If the WSU program is being done within a research context (as it appears to be), then maybe that is reasonable & may be the only way we will even know the actual impact of such a process.
Nevertheless, until sufficient evidence shows it works, what element are necessary for success, is worth the cost, and the BEST alternative, I urge caution outside of such a research context.
To that end, I must respond to this statement, “It’s difficult for me to imagine another patient population with such high morbidity and mortality where we’d refuse to provide the best care just because of either personal bias or due to concerns that may not actually be true.”
I agree and is what prompted my first comment. We already know the ED is clearly NOT the “best care” for individuals with opioid addiction & withdrawal. In most communities, EDs are simply the default (only available) option.
And the fact remains, we simply do not know if offering withdrawal treatment in the ED may be counterproductive. So, attempts to shame others into adopting as yet unproven treatment is not helpful.
Here is a relevant analogy, equally politically & emotionally charged. Up until the late 1990’s in Arizona, ED were the only source for sexual assault forensic exams. Not only were these a time consuming burden, criminal defense attorneys were successful at using typical ED chaos to get evidence disqualified (e.g. lack of chain of custody & witnesses, etc.). AZ ACEP (with help of other stakeholders) was able to convince the State AG that this would never improve & it was important enough to provide dedicated resources. SARN Centers were established where law enforcement could take victims 24/7 and avoid the ED. Victims received comprehensive (BEST) care & conviction success improved.

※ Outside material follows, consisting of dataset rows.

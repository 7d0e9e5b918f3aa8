//! TMDB (The Movie Database) search and id translation
//!
//! Base URL: https://api.themoviedb.org/3
//!
//! Searches `/search/{movie|tv}`. With a year hint the first result is
//! accepted; without one only an unambiguous hit is. A year-constrained miss
//! is retried once without the year. Every TMDB id is translated to an IMDb
//! id through `external_ids`.

use std::sync::Arc;
use std::time::Duration;

use async_trait::async_trait;
use serde::Deserialize;
use serde::de::DeserializeOwned;
use tracing::{debug, info};

use super::{IdTranslator, ProviderKind, ProviderMatch, SearchProvider, SearchQuery, sanitize_title};
use crate::error::ProviderError;
use crate::media::MediaType;
use crate::services::rate_limiter::{RateLimitedClient, RetryConfig, is_transient_status, retry_async_if};

/// TMDB API client with rate limiting and retry logic
pub struct TmdbProvider {
    client: Arc<RateLimitedClient>,
    base_url: String,
    api_key: String,
    retry_config: RetryConfig,
}

#[derive(Debug, Deserialize)]
struct SearchResponse {
    #[serde(default)]
    results: Vec<SearchResult>,
    #[serde(default)]
    total_results: i64,
}

#[derive(Debug, Deserialize)]
struct SearchResult {
    id: i64,
    /// Movies
    title: Option<String>,
    original_title: Option<String>,
    release_date: Option<String>,
    /// TV
    name: Option<String>,
    original_name: Option<String>,
    first_air_date: Option<String>,
}

impl SearchResult {
    fn titles(&self) -> impl Iterator<Item = &str> {
        [&self.title, &self.original_title, &self.name, &self.original_name]
            .into_iter()
            .filter_map(|t| t.as_deref())
    }

    fn year(&self) -> Option<i32> {
        self.release_date
            .as_deref()
            .or(self.first_air_date.as_deref())
            .and_then(|d| d.get(..4))
            .and_then(|y| y.parse().ok())
    }
}

#[derive(Debug, Deserialize)]
struct DetailsResponse {
    imdb_id: Option<String>,
    external_ids: Option<ExternalIds>,
}

#[derive(Debug, Deserialize)]
struct ExternalIds {
    imdb_id: Option<String>,
}

#[derive(Debug, Deserialize)]
struct FindResponse {
    #[serde(default)]
    movie_results: Vec<SearchResult>,
    #[serde(default)]
    tv_results: Vec<SearchResult>,
}

impl FindResponse {
    fn first(&self, media_type: MediaType) -> Option<&SearchResult> {
        match media_type {
            MediaType::Movie => self.movie_results.first(),
            MediaType::Series => self.tv_results.first(),
        }
    }
}

impl TmdbProvider {
    pub fn new(api_key: String) -> Self {
        Self::with_base_url(api_key, "https://api.themoviedb.org/3".to_string())
    }

    pub fn with_base_url(api_key: String, base_url: String) -> Self {
        Self {
            client: Arc::new(RateLimitedClient::for_tmdb()),
            base_url: base_url.trim_end_matches('/').to_string(),
            api_key,
            retry_config: RetryConfig {
                max_retries: 3,
                initial_interval: Duration::from_millis(500),
                max_interval: Duration::from_secs(10),
                multiplier: 2.0,
            },
        }
    }

    /// Check if the client has a valid API key configured
    pub fn has_api_key(&self) -> bool {
        !self.api_key.is_empty()
    }

    async fn get_json<T: DeserializeOwned + Send>(
        &self,
        path: &str,
        params: &[(&str, String)],
    ) -> Result<Option<T>, ProviderError> {
        if !self.has_api_key() {
            return Err(ProviderError::NotConfigured("TMDB API key"));
        }
        let url = format!("{}{}", self.base_url, path);
        let mut query: Vec<(&str, String)> = vec![("api_key", self.api_key.clone())];
        query.extend(params.iter().cloned());

        let (client, url, query) = (&self.client, &url, &query);
        retry_async_if(
            move || async move {
                let response = client.get_with_query(url, query).await?;
                let status = response.status().as_u16();
                match status {
                    200..=299 => Ok(Some(response.json::<T>().await?)),
                    404 => Ok(None),
                    429 => Err(ProviderError::RateLimited),
                    _ => Err(ProviderError::Status(status)),
                }
            },
            &self.retry_config,
            "tmdb request",
            |e| match e {
                ProviderError::RateLimited | ProviderError::Network(_) => true,
                ProviderError::Status(status) => is_transient_status(*status),
                ProviderError::NotConfigured(_) => false,
            },
        )
        .await
    }

    async fn search_once(
        &self,
        query: &SearchQuery,
        year: Option<i32>,
    ) -> Result<Option<SearchResult>, ProviderError> {
        let mut params = vec![
            ("query", query.name.clone()),
            ("include_adult", "false".to_string()),
        ];
        if let Some(year) = year {
            let key = match query.media_type {
                MediaType::Movie => "year",
                MediaType::Series => "first_air_date_year",
            };
            params.push((key, year.to_string()));
        }

        let path = format!("/search/{}", query.media_type.tmdb_path());
        let Some(body) = self.get_json::<SearchResponse>(&path, &params).await? else {
            return Ok(None);
        };

        let wanted = sanitize_title(&query.name);
        let accept = match body.results.first() {
            None => false,
            Some(_) if year.is_some() => true,
            Some(first) => {
                body.total_results == 1 || first.titles().any(|t| sanitize_title(t) == wanted)
            }
        };

        Ok(if accept { body.results.into_iter().next() } else { None })
    }

    async fn details(&self, tmdb_id: &str, media_type: MediaType) -> Result<Option<DetailsResponse>, ProviderError> {
        let path = format!("/{}/{}", media_type.tmdb_path(), tmdb_id);
        self.get_json(&path, &[("append_to_response", "external_ids".to_string())])
            .await
    }
}

#[async_trait]
impl SearchProvider for TmdbProvider {
    fn kind(&self) -> ProviderKind {
        ProviderKind::Tmdb
    }

    async fn search_by_name(&self, query: &SearchQuery) -> Result<Option<ProviderMatch>, ProviderError> {
        let year = query.year_number();
        let mut found = self.search_once(query, year).await?;
        if found.is_none() && year.is_some() {
            debug!(name = %query.name, "No TMDB match with year, retrying without it");
            found = self.search_once(query, None).await?;
        }

        let Some(result) = found else {
            return Ok(None);
        };
        let Some(imdb_id) = self.tmdb_to_imdb(&result.id.to_string(), query.media_type).await? else {
            return Ok(None);
        };

        info!(name = %query.name, tmdb_id = result.id, imdb_id = %imdb_id, "Matched by TMDB search");
        Ok(Some(ProviderMatch {
            id: imdb_id,
            year: result.year(),
        }))
    }

    async fn release_year(&self, id: &str, media_type: MediaType) -> Result<Option<i32>, ProviderError> {
        let found: Option<FindResponse> = self
            .get_json(&format!("/find/{}", id), &[("external_source", "imdb_id".to_string())])
            .await?;
        Ok(found.and_then(|f| f.first(media_type).and_then(SearchResult::year)))
    }
}

#[async_trait]
impl IdTranslator for TmdbProvider {
    async fn tmdb_to_imdb(&self, tmdb_id: &str, media_type: MediaType) -> Result<Option<String>, ProviderError> {
        let details = self.details(tmdb_id, media_type).await?;
        Ok(details.and_then(|d| {
            d.external_ids
                .and_then(|e| e.imdb_id)
                .or(d.imdb_id)
                .filter(|id| id.starts_with("tt"))
        }))
    }

    async fn tvdb_to_imdb(&self, tvdb_id: &str, media_type: MediaType) -> Result<Option<String>, ProviderError> {
        let found: Option<FindResponse> = self
            .get_json(&format!("/find/{}", tvdb_id), &[("external_source", "tvdb_id".to_string())])
            .await?;
        match found.as_ref().and_then(|f| f.first(media_type)) {
            Some(result) => self.tmdb_to_imdb(&result.id.to_string(), media_type).await,
            None => Ok(None),
        }
    }
}

#[cfg(test)]
mod tests {
    use super::*;

    #[test]
    fn test_search_response_parsing() {
        let body: SearchResponse = serde_json::from_str(
            r#"{"page":1,"total_results":2,"results":[
                {"id":603,"title":"The Matrix","original_title":"The Matrix","release_date":"1999-03-30"},
                {"id":604,"title":"The Matrix Reloaded","release_date":"2003-05-15"}
            ]}"#,
        )
        .unwrap();
        assert_eq!(body.total_results, 2);
        assert_eq!(body.results[0].year(), Some(1999));
        assert!(body.results[0].titles().any(|t| sanitize_title(t) == "the matrix"));
    }

    #[test]
    fn test_tv_result_year() {
        let result: SearchResult =
            serde_json::from_str(r#"{"id":1396,"name":"Breaking Bad","first_air_date":"2008-01-20"}"#).unwrap();
        assert_eq!(result.year(), Some(2008));
    }

    #[test]
    fn test_details_external_ids() {
        let details: DetailsResponse =
            serde_json::from_str(r#"{"id":1396,"external_ids":{"imdb_id":"tt0903747","tvdb_id":81189}}"#).unwrap();
        assert_eq!(details.external_ids.and_then(|e| e.imdb_id).as_deref(), Some("tt0903747"));
    }

    #[tokio::test]
    async fn test_missing_key_is_not_configured() {
        let provider = TmdbProvider::new(String::new());
        let query = SearchQuery {
            name: "heat".to_string(),
            year: None,
            media_type: MediaType::Movie,
        };
        let err = provider.search_by_name(&query).await.unwrap_err();
        assert!(matches!(err, ProviderError::NotConfigured(_)));
    }
}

So, do we really want to prove that EDs can have a marginal impact on opioid abuse? Or would these efforts be better spent working with state & other stakeholders in establishing resources for the “BEST care”, which most would agree are funded 24/7 MAT programs. Why would we want to be complicit with a (second rate) default option which are EDs that are already over burdened with “default care”? IMO, this is the question we should be asking.
January 18, 2018
Lawrence LewisI don’t think anyone is arguing that ED initiated MAT in OUD can work without an outpatient system for referral and ongoing treatment. If you do not have that, you must advocate for it. There is considerable funding available for such efforts. But if referral centers for treatment of OUD are available, identifying and initiating treatment in an ED to allow patient’s an opportunity to stop using opioids seems a good idea. We know that widespread MAT programs in Baltimore and France reduced OD deaths as well new HIV cases. We don’t yet know how successful ED based initiated MAT will be, but early experiences show promise. Having started to do this recently in my own practice, the difference you see in patients once their overwhelming craving is controlled is encouraging. Time will tell if this translates to a good long-term outcome.
August 30, 2022
Joseph Soler MDAll of the above thoughts and ideas are excellent, BUT ….
In view of the huge amounts of Fentanyl coming through the Southern Border, it was described to me once, by a very insightful and highly educated individual, that these efforts are “like pissing into the wind.” Until the southern border is effectively closed, much of these efforts are futile. It is very discouraging.
ACEP could make a very powerful statement by demanding that the southern border be closed and drug flow into the USA minimized. Otherwise, we are like Don Quijote fighting a spinning windmill. It is very discouraging and demoralizing to Emergency Medicine Physicians.